AL6/7 and AtBMI1a/b promote seed germination likely through repression of seed developmental genes. Consistently, the al6 al7 mutant and the Atbmi1a Atbmi1b mutant showed derepression of ABI3, DOG1, CRU1, CRU3, CHO1 and PER1 (Figure 4). The expression of these seed developmental genes has been previously shown to negatively regulate seed germination [4], [7], [9], [10]. Quantitative differences in gene expression and the stress-inducible nature of these genes in seed germination regulation might explain the al6 al7 mutant phenotype observable under osmotic stress conditions. The detected gene derepression was more severe and persisting in Atbmi1a Atbmi1b than in al6 al7. This indicates that although AL6/7 and AtBMI1a/b form protein complexes, they play distinct roles: AL6/7 acts early and transiently, whereas AtBMI1a/b are necessary for establishing stable repression. We propose that AL6/7 bind H3K4me3 and recruit AtBMI1a/b, facilitating H3K27me3 deposition and stable repressive AL PHD-PRC1 complex formation. Prior to seed coat rupture, all four analyzed target loci (i.e. ABI3, DOG1, CRU3 and CHO1) were highly enriched in H3K4me3 and depleted of H3K27me3 (Figure 5), which is consistent with their high transcriptional activities. Upon seed germination, H3K4me3 levels decreased and H3K27me3 levels increased, leading to a repressive chromatin state characterized by background levels of H3K4me3 but high levels of H3K27me3. The switch from H3K4me3 to H3K27me3 is correlated with the seed germination time when assayed under varied physiological conditions [14]. Loss of AL6/7 or AtBMI1a/b caused a delay in the switch from H3K4me3 to H3K27me3, which is in agreement with the observed seed germination delay phenotypes. High levels of H3K27me3 at seed developmental genes were maintained by PRC2 throughout the subsequent seedling and vegetative growth stages [12], [13]. Consistently, binding of the PRC1 H3K27me3-reader component LHP1 was detected at ABI3 and DOG1 (Figure 6) as well as at CRU3 and CHO1 loci ([29]; http://epigenomics.mcdb.ucla.edu/cgi-bin/hgTracks).

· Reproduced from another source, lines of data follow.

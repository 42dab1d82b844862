//! End-to-end dispatch batch scenarios, run against `InMemoryStore` and
//! `InMemoryRouteProvider` the way `sim_core`'s own integration suite
//! drives `simulation_schedule()` end to end rather than unit-testing each
//! stage in isolation.

mod support;

use std::sync::Arc;

use async_trait::async_trait;
use chrono::{Duration, Utc};
use dispatch_core::config::AssignmentConfig;
use dispatch_core::dispatcher::run_dispatch_at;
use dispatch_core::error::{DeferralReason, DispatchError, Result as DispatchResult};
use dispatch_core::geo::Coordinate;
use dispatch_core::models::{DriverStatus, OrderStatus};
use dispatch_core::persistence::in_memory::InMemoryStore;
use dispatch_core::route_provider::{DirectionsResponse, DistanceMatrix, InMemoryRouteProvider, RouteProvider};

use support::{base_config, driver, order};

/// Happy path: a handful of nearby orders in one time bucket, one
/// available driver. Everything clusters, routes, and assigns in the
/// strict pass.
#[tokio::test]
async fn e1_happy_path_assigns_the_sole_cluster_to_the_sole_driver() {
    let config = base_config();
    let store = InMemoryStore::new();
    let provider = InMemoryRouteProvider::default();
    let now = Utc::now();

    for i in 1..=3 {
        store
            .seed_order(order(i, Coordinate::new(0.001 * i as f64, 0.001 * i as f64), now + Duration::hours(1), 1))
            .await;
    }
    store.seed_driver(driver(1, Coordinate::new(0.0, 0.0))).await;

    let outcome = run_dispatch_at(&config, &store, &provider, None, now, None).await.unwrap();

    assert_eq!(outcome.assignments.len(), 1);
    assert!(outcome.deferrals.is_empty());

    let clusters = store.all_clusters().await;
    assert_eq!(clusters.len(), 1);
    let route = clusters[0].cluster_route.as_ref().unwrap();
    assert_eq!(route.segments.len(), clusters[0].orders.len() + 1);

    for i in 1..=3 {
        assert_eq!(store.get_order(i).await.unwrap().status, OrderStatus::Assigned);
    }
    assert_eq!(store.get_driver(1).await.unwrap().status, DriverStatus::Delivering);
}

/// Capacity split: a dozen co-located orders whose combined pizza count
/// exceeds `max_pizzas_per_cluster`, forcing the geo clusterer to cut the
/// single geographic group into more than one cluster.
#[tokio::test]
async fn e2_capacity_split_produces_more_than_one_cluster() {
    let mut config = base_config();
    config.clustering.max_pizzas_per_cluster = 10;
    let store = InMemoryStore::new();
    let provider = InMemoryRouteProvider::default();
    let now = Utc::now();

    // 12 orders, all at the same point so clustering never splits on
    // distance, summing to 14 pizzas: one cluster's worth of capacity plus
    // a remainder that must land in a second cluster.
    let point = Coordinate::new(0.0005, 0.0005);
    let mut total_food = 0usize;
    for i in 1..=12 {
        let food_count = if i <= 2 { 2 } else { 1 };
        total_food += food_count;
        store.seed_order(order(i, point, now + Duration::hours(1), food_count)).await;
    }
    assert_eq!(total_food, 14);
    store.seed_driver(driver(1, Coordinate::new(0.0, 0.0))).await;

    let outcome = run_dispatch_at(&config, &store, &provider, None, now, None).await.unwrap();
    let clusters = store.all_clusters().await;

    assert_eq!(clusters.len(), 2);
    assert!(clusters.iter().all(|c| c.total_items <= 10));
    assert_eq!(clusters.iter().map(|c| c.total_items).sum::<usize>(), 14);
    // Only one driver for two clusters: one is assigned, one deferred.
    assert_eq!(outcome.assignments.len() + outcome.deferrals.len(), 2);
}

/// Hotness breach resolved by relaxation: a cluster whose route is just
/// far enough that the strict pass's default hotness tolerance rejects
/// it, but the first relaxation round's looser tolerance accepts it.
#[tokio::test]
async fn e3_hotness_breach_is_salvaged_by_relaxation_round_one() {
    let mut config = base_config();
    config.assignment = AssignmentConfig {
        max_hotness_minutes: 20,
        ..AssignmentConfig::default()
    };
    let store = InMemoryStore::new();
    let provider = InMemoryRouteProvider::default();
    let now = Utc::now();

    // Six orders spread along a line; the route's cumulative duration plus
    // per-stop payment delay breaches 20 minutes by the last stop but
    // settles comfortably under 25.
    for i in 1..=6 {
        let lat = 0.0075 * i as f64;
        store.seed_order(order(i, Coordinate::new(0.0, lat), now + Duration::hours(2), 1)).await;
    }
    store.seed_driver(driver(1, Coordinate::new(0.0, 0.0))).await;

    let outcome = run_dispatch_at(&config, &store, &provider, None, now, None).await.unwrap();

    assert_eq!(outcome.assignments.len(), 1);
    assert!(outcome.deferrals.is_empty());
    assert!(outcome.assignments[0]
        .relaxation_log
        .iter()
        .any(|line| line.starts_with("Relaxed hotness tolerance to 25")));
}

/// Fewer drivers than clusters: the cheaper cluster wins the sole driver,
/// the other is deferred rather than left half-served.
#[tokio::test]
async fn e4_fewer_drivers_than_clusters_defers_the_pricier_one() {
    let config = base_config();
    let store = InMemoryStore::new();
    let provider = InMemoryRouteProvider::default();
    let now = Utc::now();

    // Distinct time buckets guarantee two separate clusters regardless of
    // the (generous) distance cutoff.
    store.seed_order(order(1, Coordinate::new(0.001, 0.001), now + Duration::minutes(10), 1)).await;
    store.seed_order(order(2, Coordinate::new(0.05, 0.05), now + Duration::minutes(50), 1)).await;
    store.seed_driver(driver(1, Coordinate::new(0.0, 0.0))).await;

    let outcome = run_dispatch_at(&config, &store, &provider, None, now, None).await.unwrap();

    assert_eq!(outcome.assignments.len(), 1);
    assert_eq!(outcome.deferrals.len(), 1);
    assert_eq!(store.get_driver(1).await.unwrap().status, DriverStatus::Delivering);

    let deferred_order_status = if store.get_order(1).await.unwrap().status == OrderStatus::Assigned {
        store.get_order(2).await.unwrap().status
    } else {
        store.get_order(1).await.unwrap().status
    };
    assert_eq!(deferred_order_status, OrderStatus::Pending);
}

/// A route provider failure during the distance-matrix call aborts the
/// whole run before any commit: every order stays pending.
#[tokio::test]
async fn e5_provider_failure_aborts_before_any_commit() {
    #[derive(Debug)]
    struct Unreachable;

    impl std::fmt::Display for Unreachable {
        fn fmt(&self, f: &mut std::fmt::Formatter<'_>) -> std::fmt::Result {
            write!(f, "provider unreachable")
        }
    }

    impl std::error::Error for Unreachable {}

    struct FailingProvider;

    #[async_trait]
    impl RouteProvider for FailingProvider {
        async fn get_coordinates(
            &self,
            _address: &str,
            _postal_code: &str,
            _city: &str,
            _country: &str,
        ) -> DispatchResult<Coordinate> {
            Ok(Coordinate::new(0.0, 0.0))
        }

        async fn compute_distance_matrix(&self, _coords: &[Coordinate]) -> DispatchResult<DistanceMatrix> {
            Err(DispatchError::route_provider(Unreachable))
        }

        async fn get_directions(&self, _coords: &[Coordinate]) -> DispatchResult<DirectionsResponse> {
            unreachable!("matrix call fails first")
        }

        fn metric(&self) -> dispatch_core::config::Metric {
            dispatch_core::config::Metric::Duration
        }
    }

    let config = base_config();
    let store = InMemoryStore::new();
    let provider = FailingProvider;
    let now = Utc::now();

    store.seed_order(order(1, Coordinate::new(0.001, 0.001), now + Duration::hours(1), 1)).await;
    store.seed_order(order(2, Coordinate::new(0.002, 0.002), now + Duration::hours(1), 1)).await;
    store.seed_driver(driver(1, Coordinate::new(0.0, 0.0))).await;

    let result = run_dispatch_at(&config, &store, &provider, None, now, None).await;

    assert!(result.is_err());
    assert_eq!(store.get_order(1).await.unwrap().status, OrderStatus::Pending);
    assert_eq!(store.get_order(2).await.unwrap().status, OrderStatus::Pending);
    assert!(store.all_clusters().await.is_empty());
    assert_eq!(store.get_driver(1).await.unwrap().status, DriverStatus::Available);
}

/// Unavoidable hotness breach: even after exhausting every relaxation
/// round, the cluster stays infeasible and the driver is left untouched.
#[tokio::test]
async fn e6_unsalvageable_cluster_stays_deferred_after_max_rounds() {
    let mut config = base_config();
    config.assignment = AssignmentConfig {
        max_hotness_minutes: 20,
        max_relaxation_rounds: 3,
        ..AssignmentConfig::default()
    };
    let store = InMemoryStore::new();
    let provider = InMemoryRouteProvider::default();
    let now = Utc::now();

    // Far enough that even round 3's 35-minute tolerance can't absorb it.
    store.seed_order(order(1, Coordinate::new(0.0, 10.0), now + Duration::hours(10), 1)).await;
    store.seed_driver(driver(1, Coordinate::new(0.0, 0.0))).await;

    let outcome = run_dispatch_at(&config, &store, &provider, None, now, None).await.unwrap();

    assert!(outcome.assignments.is_empty());
    assert_eq!(outcome.deferrals.len(), 1);
    assert_eq!(outcome.deferrals[0].reason, DeferralReason::HotnessConstraintNotMet);
    assert_eq!(store.get_driver(1).await.unwrap().status, DriverStatus::Available);
    assert_eq!(store.get_order(1).await.unwrap().status, OrderStatus::Pending);
}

It is worth noting that there is a marked correlation of gene conservation during evolution. ABI3 sequence homologues are found in evolutionarily distant species, including green algae, mosses, gymnosperms and angiosperms [32]. AL homologues also appeared together with green algae and are widespread in the green lineage. PRC1-related sequences have emerged later during green lineage evolution: BMI1 homologues are found as early as the mosses whereas RING1 and LHP1 homologues are found only in angiosperms [19]. This indicates that H3K4me3 and AL readers are established early whereas H3K27me3 and PRC1 readers appeared later in the evolution of seed plants. It will be of interest to investigate AL and BMI1 function in mosses to examine the hypothesis that the ABI3-regulatory pathway is ancient and acquired for desiccation tolerance beyond seed germination control [33], [34]. This will also examine minimum component composition required for AL PHD-PRC1 complex function.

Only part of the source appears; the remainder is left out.